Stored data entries
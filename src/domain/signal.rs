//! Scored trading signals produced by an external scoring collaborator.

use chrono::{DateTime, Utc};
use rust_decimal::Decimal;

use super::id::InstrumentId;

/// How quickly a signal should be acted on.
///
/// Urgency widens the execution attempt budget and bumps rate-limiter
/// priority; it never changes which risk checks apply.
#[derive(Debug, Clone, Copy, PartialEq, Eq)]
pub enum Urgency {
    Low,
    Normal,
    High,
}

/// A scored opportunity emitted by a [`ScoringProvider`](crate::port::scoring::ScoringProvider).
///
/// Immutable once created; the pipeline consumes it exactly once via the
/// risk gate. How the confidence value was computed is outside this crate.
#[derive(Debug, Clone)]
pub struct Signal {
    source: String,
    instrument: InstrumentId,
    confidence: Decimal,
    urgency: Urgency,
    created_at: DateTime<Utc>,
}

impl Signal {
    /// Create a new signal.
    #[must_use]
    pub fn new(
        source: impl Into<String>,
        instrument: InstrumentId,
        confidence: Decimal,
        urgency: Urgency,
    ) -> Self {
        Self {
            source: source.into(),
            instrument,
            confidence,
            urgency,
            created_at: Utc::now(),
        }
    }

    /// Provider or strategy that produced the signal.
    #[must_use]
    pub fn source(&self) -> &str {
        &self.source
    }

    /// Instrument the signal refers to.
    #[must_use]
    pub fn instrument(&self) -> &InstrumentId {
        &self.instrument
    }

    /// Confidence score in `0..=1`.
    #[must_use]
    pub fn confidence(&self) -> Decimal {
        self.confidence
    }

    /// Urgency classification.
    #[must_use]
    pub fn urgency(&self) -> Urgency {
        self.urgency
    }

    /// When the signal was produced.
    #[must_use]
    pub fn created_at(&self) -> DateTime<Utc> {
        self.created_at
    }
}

* * *

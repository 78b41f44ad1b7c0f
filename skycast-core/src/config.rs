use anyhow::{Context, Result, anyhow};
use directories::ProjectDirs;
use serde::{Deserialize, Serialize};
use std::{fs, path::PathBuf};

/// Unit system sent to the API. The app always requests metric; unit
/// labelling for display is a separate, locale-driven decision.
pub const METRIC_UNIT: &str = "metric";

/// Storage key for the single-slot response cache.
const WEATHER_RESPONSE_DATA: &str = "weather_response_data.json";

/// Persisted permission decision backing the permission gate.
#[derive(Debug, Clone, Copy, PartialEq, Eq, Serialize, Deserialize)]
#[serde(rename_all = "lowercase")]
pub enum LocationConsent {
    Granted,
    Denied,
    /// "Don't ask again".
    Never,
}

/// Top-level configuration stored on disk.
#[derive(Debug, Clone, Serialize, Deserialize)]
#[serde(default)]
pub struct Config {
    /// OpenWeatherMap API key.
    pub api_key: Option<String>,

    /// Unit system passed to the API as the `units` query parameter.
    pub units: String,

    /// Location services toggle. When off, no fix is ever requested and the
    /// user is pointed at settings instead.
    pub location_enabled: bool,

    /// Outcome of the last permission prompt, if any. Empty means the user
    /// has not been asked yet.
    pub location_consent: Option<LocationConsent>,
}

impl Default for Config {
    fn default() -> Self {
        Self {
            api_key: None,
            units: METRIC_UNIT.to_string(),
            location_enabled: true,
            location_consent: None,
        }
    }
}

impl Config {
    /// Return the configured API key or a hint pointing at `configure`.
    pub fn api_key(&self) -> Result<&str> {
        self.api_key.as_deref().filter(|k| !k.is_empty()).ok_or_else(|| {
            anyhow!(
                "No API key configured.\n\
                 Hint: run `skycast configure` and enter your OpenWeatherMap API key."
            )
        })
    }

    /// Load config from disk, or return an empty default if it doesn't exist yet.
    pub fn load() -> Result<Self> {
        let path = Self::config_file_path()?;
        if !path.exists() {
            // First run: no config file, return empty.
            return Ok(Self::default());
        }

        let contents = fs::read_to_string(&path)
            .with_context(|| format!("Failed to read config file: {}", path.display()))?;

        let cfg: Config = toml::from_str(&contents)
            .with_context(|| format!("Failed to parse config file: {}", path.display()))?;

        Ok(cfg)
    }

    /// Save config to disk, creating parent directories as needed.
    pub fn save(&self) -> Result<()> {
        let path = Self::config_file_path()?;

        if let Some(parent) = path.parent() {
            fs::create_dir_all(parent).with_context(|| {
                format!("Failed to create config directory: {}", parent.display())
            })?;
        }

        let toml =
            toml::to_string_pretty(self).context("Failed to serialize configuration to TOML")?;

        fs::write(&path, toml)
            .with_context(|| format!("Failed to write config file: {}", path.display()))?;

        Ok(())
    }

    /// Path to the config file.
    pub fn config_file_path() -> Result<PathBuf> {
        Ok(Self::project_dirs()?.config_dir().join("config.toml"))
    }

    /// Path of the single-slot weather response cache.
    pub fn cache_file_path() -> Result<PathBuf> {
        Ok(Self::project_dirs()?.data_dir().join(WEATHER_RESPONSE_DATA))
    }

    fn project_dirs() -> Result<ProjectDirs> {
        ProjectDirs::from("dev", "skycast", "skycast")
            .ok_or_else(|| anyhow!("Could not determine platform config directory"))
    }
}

==

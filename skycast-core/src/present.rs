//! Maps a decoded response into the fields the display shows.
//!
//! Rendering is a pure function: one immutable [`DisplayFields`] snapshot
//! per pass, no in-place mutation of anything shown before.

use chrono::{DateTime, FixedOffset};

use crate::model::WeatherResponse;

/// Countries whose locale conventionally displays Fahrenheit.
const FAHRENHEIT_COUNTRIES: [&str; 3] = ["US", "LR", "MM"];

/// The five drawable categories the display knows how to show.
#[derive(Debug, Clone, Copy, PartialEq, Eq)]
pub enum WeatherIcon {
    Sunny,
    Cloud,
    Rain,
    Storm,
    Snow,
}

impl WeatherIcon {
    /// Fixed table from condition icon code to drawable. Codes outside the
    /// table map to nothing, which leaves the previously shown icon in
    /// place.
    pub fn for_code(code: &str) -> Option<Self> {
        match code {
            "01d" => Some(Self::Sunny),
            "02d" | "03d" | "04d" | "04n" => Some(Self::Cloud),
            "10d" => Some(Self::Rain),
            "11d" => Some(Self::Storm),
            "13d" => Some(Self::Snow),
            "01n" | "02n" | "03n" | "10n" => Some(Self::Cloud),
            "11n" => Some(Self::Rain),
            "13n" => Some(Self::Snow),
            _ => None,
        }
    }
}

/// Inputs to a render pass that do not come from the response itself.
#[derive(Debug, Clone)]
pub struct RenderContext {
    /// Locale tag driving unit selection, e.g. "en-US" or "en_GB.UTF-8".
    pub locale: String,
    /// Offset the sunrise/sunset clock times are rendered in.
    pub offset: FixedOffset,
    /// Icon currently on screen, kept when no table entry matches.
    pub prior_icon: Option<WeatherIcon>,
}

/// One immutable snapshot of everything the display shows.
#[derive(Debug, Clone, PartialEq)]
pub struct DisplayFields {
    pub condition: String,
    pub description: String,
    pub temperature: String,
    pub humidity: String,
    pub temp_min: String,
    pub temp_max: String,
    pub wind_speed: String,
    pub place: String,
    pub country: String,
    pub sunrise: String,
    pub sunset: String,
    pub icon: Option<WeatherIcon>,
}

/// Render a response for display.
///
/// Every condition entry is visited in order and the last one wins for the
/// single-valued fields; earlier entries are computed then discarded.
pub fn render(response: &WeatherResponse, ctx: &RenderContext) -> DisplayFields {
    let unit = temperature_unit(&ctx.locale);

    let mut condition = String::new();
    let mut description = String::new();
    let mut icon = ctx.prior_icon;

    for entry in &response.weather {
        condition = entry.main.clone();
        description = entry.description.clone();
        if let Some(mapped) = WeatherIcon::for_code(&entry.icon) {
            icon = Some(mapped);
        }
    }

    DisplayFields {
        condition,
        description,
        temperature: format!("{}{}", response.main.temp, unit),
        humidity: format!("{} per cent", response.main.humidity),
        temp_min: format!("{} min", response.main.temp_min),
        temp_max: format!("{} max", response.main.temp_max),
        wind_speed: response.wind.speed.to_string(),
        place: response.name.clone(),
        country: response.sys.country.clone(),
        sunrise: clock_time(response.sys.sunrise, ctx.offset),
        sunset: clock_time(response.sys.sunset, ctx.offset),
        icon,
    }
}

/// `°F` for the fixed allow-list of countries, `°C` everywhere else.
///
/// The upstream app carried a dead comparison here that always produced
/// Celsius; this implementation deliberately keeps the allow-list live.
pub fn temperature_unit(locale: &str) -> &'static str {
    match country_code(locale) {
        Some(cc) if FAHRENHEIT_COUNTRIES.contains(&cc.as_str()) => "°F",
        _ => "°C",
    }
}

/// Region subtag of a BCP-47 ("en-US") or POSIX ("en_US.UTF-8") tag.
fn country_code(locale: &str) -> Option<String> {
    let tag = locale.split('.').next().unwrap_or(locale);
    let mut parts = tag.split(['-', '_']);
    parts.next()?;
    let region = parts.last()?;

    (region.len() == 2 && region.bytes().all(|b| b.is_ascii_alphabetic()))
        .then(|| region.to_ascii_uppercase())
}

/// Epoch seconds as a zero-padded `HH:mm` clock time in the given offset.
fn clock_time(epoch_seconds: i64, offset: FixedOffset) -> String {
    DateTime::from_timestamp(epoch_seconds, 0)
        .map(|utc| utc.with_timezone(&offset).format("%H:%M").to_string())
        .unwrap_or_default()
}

TASK BRIEF: Using the data above, report how many lines include the string "LocationConsent" and add nothing to the number.

OUTPUT FOR THIS TASK: 2